Second, having sustained an MI, this patient was at high risk for complications such as ventricular arrhythmias, heart failure, cardiogenic shock, and other serious adverse events. Patients with acute MI should be admitted to the critical care or intensive care unit. In addition to aspirin, this patient should have received nitroglycerin and anticoagulation therapy. Either heparin or a low molecular weight heparin, such as enoxaparin, would have been appropriate if no contraindications existed. Finally, additional therapy including glycoprotein IIB/IIIA inhibitors, clopidogrel, etc, may have been indicated depending upon the timing of percutaneous intervention.1

It appears that both the EP and the hospitalist either failed to appreciate the significance of the elevated troponin I or overlooked it. This patient had normal renal function, so the only explanation—especially in the setting of a middle-aged man complaining of chest pain—was that myocardial damage had occurred.

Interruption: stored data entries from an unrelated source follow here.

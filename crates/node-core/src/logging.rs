//! Tracing subscriber setup for embedding hosts

use tracing_subscriber::{EnvFilter, fmt, prelude::*};

/// Default filter when `RUST_LOG` is unset.
pub const DEFAULT_FILTER: &str = "info";

/// Install a compact stderr subscriber filtered by `RUST_LOG`.
///
/// Hosts that already installed a subscriber get an error back instead of a
/// panic, and their subscriber stays in place.
pub fn init() -> Result<(), Box<dyn std::error::Error + Send + Sync>> {
    let fmt_layer = fmt::layer()
        .with_writer(std::io::stderr)
        .with_target(true)
        .with_thread_names(true)
        .with_level(true)
        .compact();

    let filter_layer =
        EnvFilter::try_from_default_env().or_else(|_| EnvFilter::try_new(DEFAULT_FILTER))?;

    tracing_subscriber::registry()
        .with(filter_layer)
        .with(fmt_layer)
        .try_init()?;

    Ok(())
}

#[cfg(test)]
mod tests {
    use super::*;

    #[test]
    fn test_second_init_is_an_error_not_a_panic() {
        let _ = init();
        assert!(init().is_err());
        tracing::info!(repo = "tools", "Subscriber installed");
    }
}
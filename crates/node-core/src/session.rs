//! Process-wide manager session
//!
//! Menu callbacks only receive a node path, so the manager they act on lives
//! here. [`init`] creates it once per process; [`shutdown`] drops it.

use std::sync::{Arc, Mutex};

use crate::config::ManagerConfig;
use crate::host::Host;
use crate::manager::NodeManager;
use crate::tools::ArchiveTool;
use crate::{Error, Result};

/// Shared handle to the session manager.
pub type ManagerHandle = Arc<Mutex<NodeManager>>;

static SESSION: Mutex<Option<ManagerHandle>> = Mutex::new(None);

/// Create the session manager, or return the existing one.
///
/// Arguments are ignored when a session already exists.
pub fn init(
    config: ManagerConfig,
    host: Arc<dyn Host>,
    archive: Arc<dyn ArchiveTool>,
) -> Result<ManagerHandle> {
    let mut session = SESSION.lock().map_err(|_| Error::SessionPoisoned)?;
    if let Some(handle) = session.as_ref() {
        tracing::debug!("Node Manager session already initialised");
        return Ok(Arc::clone(handle));
    }

    let handle = Arc::new(Mutex::new(NodeManager::new(config, host, archive)?));
    *session = Some(Arc::clone(&handle));
    Ok(handle)
}

/// The session manager; fails before [`init`].
pub fn handle() -> Result<ManagerHandle> {
    SESSION
        .lock()
        .map_err(|_| Error::SessionPoisoned)?
        .clone()
        .ok_or(Error::NotInitialised)
}

pub fn is_initialised() -> bool {
    SESSION.lock().map(|s| s.is_some()).unwrap_or(false)
}

/// Run `f` with exclusive access to the session manager.
pub fn with_manager<T>(f: impl FnOnce(&mut NodeManager) -> Result<T>) -> Result<T> {
    let handle = handle()?;
    let mut manager = handle.lock().map_err(|_| Error::SessionPoisoned)?;
    f(&mut manager)
}

/// Drop the session. The manager's temp directory goes with the last handle.
pub fn shutdown() -> Result<()> {
    let previous = SESSION.lock().map_err(|_| Error::SessionPoisoned)?.take();
    if previous.is_some() {
        tracing::info!("Node Manager session shut down");
    }
    Ok(())
}
//! Core orchestration layer for Node Manager
//!
//! This crate indexes node definitions discovered in repositories and drives
//! the edit/discard/publish cycle on top of the Layer 0 crates:
//!
//! - **Identity utilities**: parsing `namespace::name::version` type names
//! - **Version resolution**: major/minor/patch classification and
//!   collision-free release versions
//! - **Registry**: per-repository index of node types and their versions
//! - **Plugins**: the Discover/Load/Edit/Release roles and their built-in
//!   implementations, selected by name from a static [`PluginRegistry`]
//! - **Manager**: the [`NodeManager`] state machine, the process-wide
//!   [`session`] behind the menu callbacks, and background initialisation
//!
//! # Architecture
//!
//! ```text
//!        host menu callbacks
//!                |
//!      session / NodeManager
//!                |
//!   plugins (discover/load/edit/release)
//!                |
//!   repository + registry + version
//!                |
//!        node-fs     node-git
//! ```

pub mod background;
pub mod backup;
pub mod config;
pub mod context;
pub mod error;
pub mod host;
pub mod identity;
pub mod logging;
pub mod manager;
pub mod menu;
pub mod plugin;
pub mod registry;
pub mod repository;
pub mod session;
pub mod tools;
pub mod version;

pub use background::InitTask;
pub use backup::{BackupManager, BackupRecord};
pub use config::ManagerConfig;
pub use context::ManagerContext;
pub use error::{Error, Result};
pub use host::{Definition, Host};
pub use manager::NodeManager;
pub use plugin::{
    Discover, Edit, EditOutcome, Load, PluginRegistry, PluginRole, Release, ReleaseOutcome,
};
pub use registry::{NodeRegistry, NodeType, NodeTypeVersion};
pub use repository::{RepoConfig, Repository, RepositoryContext, RepositorySet};
pub use session::ManagerHandle;
pub use tools::{ArchiveTool, Hotl, ReleaseCommand};
pub use version::{Bump, Version};
//! Built-in release plugins
//!
//! [`DefaultRelease`] copies the definition straight into the repository's
//! load directory. [`GitRelease`] expands it into a clone of the repository
//! and runs the branch/commit/tag/merge sequence. [`PackageRelease`] does the
//! same and then runs the package release command on the tagged clone.
//!
//! A source-control failure aborts the release where it happened. The
//! release branch and staging directory are left behind for inspection.

use chrono::Utc;
use node_fs::{NormalizedPath, io};
use node_git::{DEFAULT_MAIN_BRANCH, GitCheckout, SourceControl};

use crate::backup::BackupManager;
use crate::context::ManagerContext;
use crate::host::Definition;
use crate::identity;
use crate::plugin::{EXPANDED_SUBDIR, Release, ReleaseOutcome};
use crate::repository::{RepoConfig, Repository, RepositorySet, SIDECAR_PATH};
use crate::tools::ReleaseCommand;
use crate::version::{self, Bump, Version};
use crate::{Error, Result};

const TITLE: &str = "Publish definition";

/// Commit message of the sidecar version bump.
pub const VERSION_UP_MESSAGE: &str = "Version up";

fn default_comment(definition: &Definition) -> String {
    format!("Updated {}", definition.name())
}

/// Whether `dir` or any registry holds another version of the definition
/// with the same major.
fn same_major_exists(repos: &RepositorySet, definition: &Definition, dir: &NormalizedPath) -> Result<bool> {
    let Some(current) = definition.version().and_then(|v| v.parse::<Version>().ok()) else {
        return Ok(false);
    };
    if repos.has_same_major(definition) {
        return Ok(true);
    }
    if !dir.is_dir() {
        return Ok(false);
    }

    let pattern = version::same_major_pattern(
        definition.namespace().as_deref(),
        &definition.name(),
        current.major,
    )?;
    let entries = std::fs::read_dir(dir.to_native()).map_err(|e| node_fs::Error::io(dir.to_native(), e))?;
    Ok(entries
        .filter_map(|entry| entry.ok())
        .any(|entry| pattern.is_match(&entry.file_name().to_string_lossy())))
}

/// Drop the edited copy once its content lives in a repository.
fn retire_edited_copy(ctx: &ManagerContext, repos: &mut RepositorySet, definition: &Definition) -> Result<()> {
    if repos.is_managed(&definition.library_path) {
        return Ok(());
    }
    repos.remove_file_anywhere(ctx.host.as_ref(), &definition.library_path)
}

/// Copies definitions into the repository load directory.
///
/// A file already at the target is moved to the repository backup
/// directory first.
#[derive(Debug, Clone, Copy, Default)]
pub struct DefaultRelease;

impl Release for DefaultRelease {
    fn name(&self) -> &str {
        "DefaultRelease"
    }

    fn release(
        &self,
        ctx: &ManagerContext,
        repos: &mut RepositorySet,
        node: &str,
        comment: Option<&str>,
    ) -> Result<ReleaseOutcome> {
        let definition = ctx.host.update_definition_from_node(node)?;
        let repo_name = repos.release_target(ctx, &definition)?;
        let comment = comment.map(str::to_string).unwrap_or_else(|| default_comment(&definition));

        let (load_path, backup_dir, baseline) = {
            let repo = repos.require_mut(&repo_name)?;
            (
                repo.context().load_path.clone(),
                repo.context().backup_dir.clone(),
                repo.config().baseline().to_string(),
            )
        };

        let target = load_path.join(&definition.expanded_name());
        let target_exists = target.is_file();
        let bump = Bump::classify(target_exists, same_major_exists(repos, &definition, &load_path)?);
        let version = version::release_version::<&str>(&baseline, bump, &[])?;
        tracing::info!(
            repo = %repo_name,
            type_name = %definition.type_name,
            %bump,
            %version,
            comment = %comment,
            "Releasing definition"
        );

        let repo = repos.require_mut(&repo_name)?;
        if target_exists {
            repo.remove_file(ctx.host.as_ref(), &target)?;
            if target != definition.library_path {
                BackupManager::new(backup_dir).backup_file(&target, "release")?;
            }
        }
        ctx.host.copy_definition_to_file(&definition, &target, None)?;
        repo.process_node_definition_file(ctx.host.as_ref(), &target, true)?;
        repo.set_baseline(&version.to_string())?;

        retire_edited_copy(ctx, repos, &definition)?;

        ctx.host.display_message(
            &format!(
                "Released {} to '{}' as version {}",
                definition.type_name, repo_name, version
            ),
            TITLE,
        );
        Ok(ReleaseOutcome::Released {
            version,
            branch: None,
            path: target,
        })
    }
}

/// Runs after the release tag is pushed and before the branch is merged.
type AfterTag<'a> = dyn Fn(&ManagerContext, &mut Repository, &GitCheckout, &Version) -> Result<()> + 'a;

/// The source-control release sequence shared by [`GitRelease`] and
/// [`PackageRelease`].
fn run_git_release(
    ctx: &ManagerContext,
    repos: &mut RepositorySet,
    node: &str,
    comment: Option<&str>,
    after_tag: &AfterTag<'_>,
) -> Result<ReleaseOutcome> {
    let definition = ctx.host.update_definition_from_node(node)?;
    let repo_name = repos.release_target(ctx, &definition)?;
    let comment = comment.map(str::to_string).unwrap_or_else(|| default_comment(&definition));

    let (clone_dir, remote, release_dir) = {
        let repo = repos.require_mut(&repo_name)?;
        let context = repo.context();
        let clone_dir = context.clone_dir.clone().ok_or_else(|| {
            Error::configuration(format!("repository '{}' has no clone directory", repo_name))
        })?;
        let remote = context.remote_url.clone().ok_or_else(|| {
            Error::configuration(format!("repository '{}' has no release remote", repo_name))
        })?;
        (clone_dir, remote, context.release_dir.clone())
    };

    let checkout = GitCheckout::open_or_clone(&remote, &clone_dir, None)?;
    if checkout.current_branch()? != DEFAULT_MAIN_BRANCH {
        checkout.checkout(DEFAULT_MAIN_BRANCH)?;
        checkout.pull(None, Some(DEFAULT_MAIN_BRANCH))?;
    }
    checkout.fetch_tags(None)?;

    let expanded_name = definition.expanded_name();
    let now = Utc::now();
    let staging = release_dir.join(&format!("release_{}", now.format("%Y%m%d%H%M%S%f")));
    let expanded = staging.join(&expanded_name);
    std::fs::create_dir_all(staging.to_native()).map_err(|e| node_fs::Error::io(staging.to_native(), e))?;
    ctx.archive.expand(definition.library_path.as_ref(), expanded.as_ref())?;

    let branch = identity::release_branch_name(&definition.category, &definition.type_name, now);
    checkout.create_branch(&branch)?;
    checkout.checkout(&branch)?;

    let hda_dir = clone_dir.join(EXPANDED_SUBDIR);
    let target = hda_dir.join(&expanded_name);
    let target_exists = target.is_dir();
    if target_exists {
        std::fs::remove_dir_all(target.to_native()).map_err(|e| node_fs::Error::io(target.to_native(), e))?;
    }
    let bump = Bump::classify(target_exists, same_major_exists(repos, &definition, &hda_dir)?);

    let sidecar_path = clone_dir.join(SIDECAR_PATH);
    let mut sidecar = RepoConfig::load(&sidecar_path)?;
    let taken = checkout.tags()?;
    let version = version::release_version(sidecar.baseline(), bump, &taken)?;
    tracing::info!(
        repo = %repo_name,
        type_name = %definition.type_name,
        branch = %branch,
        %bump,
        %version,
        "Releasing definition"
    );

    io::copy_dir_all(expanded.as_ref(), target.as_ref())?;
    if !checkout.has_changes()? {
        tracing::info!(type_name = %definition.type_name, "Nothing changed, abandoning release");
        checkout.checkout(DEFAULT_MAIN_BRANCH)?;
        checkout.delete_branch(&branch)?;
        ctx.host.display_message(
            &format!("{} is identical to the released definition", definition.type_name),
            TITLE,
        );
        return Ok(ReleaseOutcome::NoChanges);
    }

    checkout.add_all()?;
    checkout.commit(&comment)?;
    checkout.push(None, Some(&branch), true)?;

    sidecar.version = Some(version.to_string());
    sidecar.save(&sidecar_path)?;
    checkout.add_all()?;
    checkout.commit(VERSION_UP_MESSAGE)?;
    checkout.push(None, Some(&branch), false)?;

    let tag = version.to_string();
    checkout.create_tag(&tag, &format!("Release {}", tag))?;
    checkout.push_tag(None, &tag)?;

    after_tag(ctx, repos.require_mut(&repo_name)?, &checkout, &version)?;

    checkout.reset_hard()?;
    checkout.checkout(DEFAULT_MAIN_BRANCH)?;
    checkout.pull(None, Some(DEFAULT_MAIN_BRANCH))?;
    checkout.merge_no_ff(&branch)?;
    checkout.push(None, Some(DEFAULT_MAIN_BRANCH), false)?;
    checkout.delete_remote_branch(None, &branch)?;
    checkout.delete_branch(&branch)?;

    retire_edited_copy(ctx, repos, &definition)?;
    let repo = repos.require_mut(&repo_name)?;
    repo.load_nodes(ctx, true)?;

    ctx.host.display_message(
        &format!(
            "Released {} to '{}' as version {}",
            definition.type_name, repo_name, version
        ),
        TITLE,
    );
    Ok(ReleaseOutcome::Released {
        version,
        branch: Some(branch),
        path: repo.context().load_path.join(&expanded_name),
    })
}

/// Releases through a git remote.
#[derive(Debug, Clone, Copy, Default)]
pub struct GitRelease;

impl Release for GitRelease {
    fn name(&self) -> &str {
        "GitRelease"
    }

    fn release(
        &self,
        ctx: &ManagerContext,
        repos: &mut RepositorySet,
        node: &str,
        comment: Option<&str>,
    ) -> Result<ReleaseOutcome> {
        run_git_release(ctx, repos, node, comment, &|_, _, _, _| Ok(()))
    }
}

/// [`GitRelease`] followed by the package release command.
///
/// The command runs in the clone with the release tag checked out and must
/// produce `{packages_root}/{repo}/{version}`. The repository is then
/// reloaded from that package.
#[derive(Debug, Clone, Copy, Default)]
pub struct PackageRelease;

impl Release for PackageRelease {
    fn name(&self) -> &str {
        "PackageRelease"
    }

    fn release(
        &self,
        ctx: &ManagerContext,
        repos: &mut RepositorySet,
        node: &str,
        comment: Option<&str>,
    ) -> Result<ReleaseOutcome> {
        let command = ctx
            .config
            .release_command
            .as_deref()
            .ok_or_else(|| Error::configuration("package release needs a release command"))
            .and_then(ReleaseCommand::parse)?;
        let packages_root = ctx
            .config
            .packages_root
            .as_ref()
            .map(NormalizedPath::new)
            .ok_or_else(|| Error::configuration("package release needs a packages root"))?;

        run_git_release(ctx, repos, node, comment, &|_, repo, checkout, version| {
            command.run(checkout.root().as_ref())?;

            let artifact = packages_root.join(repo.name()).join(&version.to_string());
            if !artifact.is_dir() {
                return Err(Error::MissingArtifact {
                    path: artifact.to_native(),
                });
            }
            tracing::info!(repo = %repo.name(), package = %artifact, "Package released");
            repo.relocate(artifact.as_str());
            Ok(())
        })
    }
}

#[cfg(test)]
mod tests {
    use super::*;
    use pretty_assertions::assert_eq;

    #[test]
    fn test_default_comment_uses_name() {
        let definition = Definition::new("studio::box::2.0", "Sop", "/edit/box.hda");
        assert_eq!(default_comment(&definition), "Updated box");
    }

    #[test]
    fn test_same_major_found_on_disk() {
        let temp = tempfile::TempDir::new().unwrap();
        std::fs::create_dir(temp.path().join("Sop_studio.box.2.1.hda")).unwrap();
        let dir = NormalizedPath::new(temp.path());
        let repos = RepositorySet::default();

        let same = Definition::new("studio::box::2.0", "Sop", "/edit/box.hda");
        let other = Definition::new("studio::box::3.0", "Sop", "/edit/box.hda");
        assert!(same_major_exists(&repos, &same, &dir).unwrap());
        assert!(!same_major_exists(&repos, &other, &dir).unwrap());
    }

    #[test]
    fn test_same_major_without_version() {
        let repos = RepositorySet::default();
        let definition = Definition::new("box", "Sop", "/edit/box.hda");
        assert!(!same_major_exists(&repos, &definition, &NormalizedPath::new("/nowhere")).unwrap());
    }
}
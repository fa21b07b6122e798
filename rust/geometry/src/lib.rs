// This Source Code Form is subject to the terms of the Mozilla Public
// License, v. 2.0. If a copy of the MPL was not distributed with this
// file, You can obtain one at https://mozilla.org/MPL/2.0/.

//! MeshLine Geometry
//!
//! GPU-ready buffers for two kinds of primitives:
//!
//! - **Ribbons**: screen-space widened polylines. [`RibbonBuilder`] expands
//!   each point into a vertex pair carrying its neighbours, side sign, width
//!   and arc-length parameter, and supports sliding-window updates through
//!   [`RibbonBuilder::advance`].
//! - **Text**: bitmap-font labels. [`TextGeometry`] lays out a string with a
//!   [`BitmapFont`](meshline_core::BitmapFont) and emits one textured quad per
//!   visible glyph.
//!
//! All buffers are flat `f32`/`u32` arrays tagged with a version counter so a
//! renderer can upload only what changed.

pub mod attribute;
pub mod bounds;
pub mod error;
pub mod raycast;
pub mod ribbon;
pub mod text;

// Re-export nalgebra types for convenience
pub use nalgebra::{Matrix4, Point3, Vector3};

pub use attribute::{names, Attribute, BufferAttribute, IndexBuffer};
pub use bounds::{BoundingBox, BoundingSphere};
pub use error::{Error, Result};
pub use raycast::{Ray, Raycaster, RibbonHit};
pub use ribbon::{RibbonBuilder, RibbonMesh, WidthFn};
pub use text::{
    build_geometry, cell_uv, layout, Align, CellUv, GlyphLayout, LayoutOptions, LineSpan,
    PlacedGlyph, TextBuffers, TextGeometry, TextUpdate, WrapMode,
};
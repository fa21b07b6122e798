// This Source Code Form is subject to the terms of the Mozilla Public
// License, v. 2.0. If a copy of the MPL was not distributed with this
// file, You can obtain one at https://mozilla.org/MPL/2.0/.

//! Glyph placement
//!
//! Lines run downwards from `y = -height` in font pixels, so the last line's
//! baseline sits at `y = -descender` and text grows up from the origin once
//! the caller flips Y.

use super::options::{Align, LayoutOptions};
use super::wrap::{self, LineSpan};
use meshline_core::{BitmapFont, Glyph};

const TAB: u32 = 9;
const SPACE: u32 = 32;

/// A glyph positioned on a line
#[derive(Debug, Clone, Copy, PartialEq)]
pub struct PlacedGlyph {
    /// Codepoint index in the source text
    pub index: usize,
    /// Zero-based line number
    pub line: usize,
    /// Pen position, before the glyph's own offsets
    pub position: [f32; 2],
    pub glyph: Glyph,
}

/// Result of laying out a string
#[derive(Debug, Clone, Default, PartialEq)]
pub struct GlyphLayout {
    /// Every glyph the font could resolve, visible or not
    pub glyphs: Vec<PlacedGlyph>,
    /// Widest line, or the requested width if larger
    pub width: f32,
    pub height: f32,
    pub ascender: f32,
    pub descender: f32,
    pub baseline: f32,
    pub cap_height: f32,
    pub x_height: f32,
    pub line_height: f32,
    pub lines_total: usize,
}

impl GlyphLayout {
    /// Glyphs whose atlas cell covers any pixels
    pub fn visible_glyphs(&self) -> impl Iterator<Item = &PlacedGlyph> + '_ {
        self.glyphs.iter().filter(|g| g.glyph.is_visible())
    }
}

/// Glyph resolution and pen advance rules shared by measuring and placing
struct Shaper<'a> {
    font: &'a BitmapFont,
    letter_spacing: f32,
    space: Option<Glyph>,
    tab: Option<Glyph>,
    tab_width: f32,
}

impl<'a> Shaper<'a> {
    fn new(font: &'a BitmapFont, options: &LayoutOptions) -> Self {
        // Space falls back to the em glyph's advance, then to any glyph
        let space = font
            .glyph(SPACE)
            .or_else(|| font.m_glyph())
            .or_else(|| font.chars.first())
            .map(|g| Glyph {
                id: SPACE,
                ..blank(g)
            });
        let tab_width = space.map_or(0.0, |s| s.xadvance * options.tab_size);
        let tab = font.glyph(TAB).copied().or_else(|| {
            space.map(|s| Glyph {
                id: TAB,
                xadvance: tab_width,
                ..s
            })
        });

        Self {
            font,
            letter_spacing: options.letter_spacing,
            space,
            tab,
            tab_width,
        }
    }

    fn glyph(&self, ch: char) -> Option<Glyph> {
        let id = ch as u32;
        match self.font.glyph(id) {
            Some(glyph) => Some(*glyph),
            None if id == TAB => self.tab,
            None if id == SPACE => self.space,
            None => None,
        }
    }

    #[inline]
    fn kerning(&self, last: Option<&Glyph>, glyph: &Glyph) -> f32 {
        last.map_or(0.0, |l| self.font.kerning(l.id, glyph.id))
    }

    /// Pen position after `glyph`; tabs snap to the next tab stop
    #[inline]
    fn advance(&self, pen: f32, glyph: &Glyph) -> f32 {
        if glyph.id == TAB && self.tab_width > 0.0 {
            ((pen / self.tab_width).floor() + 1.0) * self.tab_width
        } else {
            pen + glyph.xadvance + self.letter_spacing
        }
    }

    /// How many of `chars[start..end]` fit in `width`, and their extent
    fn measure(&self, chars: &[char], start: usize, end: usize, width: f32) -> LineSpan {
        if !self.font.has_glyphs() {
            return LineSpan {
                start,
                end: start,
                width: 0.0,
            };
        }

        let end = end.min(chars.len());
        let mut pen = 0.0f32;
        let mut extent = 0.0f32;
        let mut count = 0;
        let mut last: Option<Glyph> = None;

        for &ch in chars.iter().take(end).skip(start) {
            if let Some(glyph) = self.glyph(ch) {
                pen += self.kerning(last.as_ref(), &glyph);
                let next_pen = self.advance(pen, &glyph);
                let next_extent = pen + glyph.width;
                if next_extent >= width || next_pen >= width {
                    break;
                }
                pen = next_pen;
                extent = next_extent;
                last = Some(glyph);
            }
            count += 1;
        }

        if let Some(last) = last {
            extent += last.xoffset;
        }

        LineSpan {
            start,
            end: start + count,
            width: extent,
        }
    }
}

fn blank(glyph: &Glyph) -> Glyph {
    Glyph {
        x: 0.0,
        y: 0.0,
        width: 0.0,
        height: 0.0,
        xoffset: 0.0,
        yoffset: 0.0,
        ..*glyph
    }
}

/// Lay out `text` with `font`.
///
/// Characters the font cannot resolve are skipped but still count towards
/// glyph indices. Alignment is relative to [`GlyphLayout::width`].
pub fn layout(font: &BitmapFont, text: &str, options: &LayoutOptions) -> GlyphLayout {
    let chars: Vec<char> = text.chars().collect();
    let shaper = Shaper::new(font, options);

    let lines = wrap::wrap(
        &chars,
        options.start,
        options.end,
        options.width,
        options.mode,
        |start, end, width| shaper.measure(&chars, start, end, width),
    );

    let min_width = options.width.unwrap_or(0.0);
    let max_line_width = lines.iter().fold(min_width, |w, line| w.max(line.width));

    let line_height = options.line_height.unwrap_or(font.common.line_height);
    let baseline = font.common.base;
    let descender = line_height - baseline;
    let x_height = font.x_height();
    let height = if lines.is_empty() {
        0.0
    } else {
        line_height * lines.len() as f32 - descender
    };

    let mut glyphs = Vec::with_capacity(chars.len());
    let mut y = -height;

    for (line_index, line) in lines.iter().enumerate() {
        let first = glyphs.len();
        let mut pen = 0.0f32;
        let mut last: Option<Glyph> = None;

        for i in line.start..line.end {
            let Some(glyph) = shaper.glyph(chars[i]) else {
                continue;
            };
            pen += shaper.kerning(last.as_ref(), &glyph);
            glyphs.push(PlacedGlyph {
                index: i,
                line: line_index,
                position: [pen, y],
                glyph,
            });
            pen = shaper.advance(pen, &glyph);
            last = Some(glyph);
        }

        let offset = match options.align {
            Align::Left => 0.0,
            Align::Center => (max_line_width - line.width) / 2.0,
            Align::Right => max_line_width - line.width,
        };
        if offset != 0.0 {
            for placed in &mut glyphs[first..] {
                placed.position[0] += offset;
            }
        }

        y += line_height;
    }

    GlyphLayout {
        glyphs,
        width: max_line_width,
        height,
        ascender: line_height - descender - x_height,
        descender,
        baseline,
        cap_height: font.cap_height(),
        x_height,
        line_height,
        lines_total: lines.len(),
    }
}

Alcohol Detoxification in a Young Man

A young man was brought to the ED by a friend. The patient’s sole complaint was the need for help with his alcohol dependency. In addition to alcohol abuse, his medical history was remarkable only for an admission 1 month prior for suicidal ideation. The patient denied suicidal or homicidal ideations on this presentation. The physical examination revealed stable vital signs, but conjunctival injection, slurred speech, and a strong odor of alcohol. A blood alcohol test showed a concentration level of 0.36 g/dL. The patient, however, was alert and able to ambulate without assistance. He was medically cleared by the EP and arrangements were made to admit him to a local detoxification center.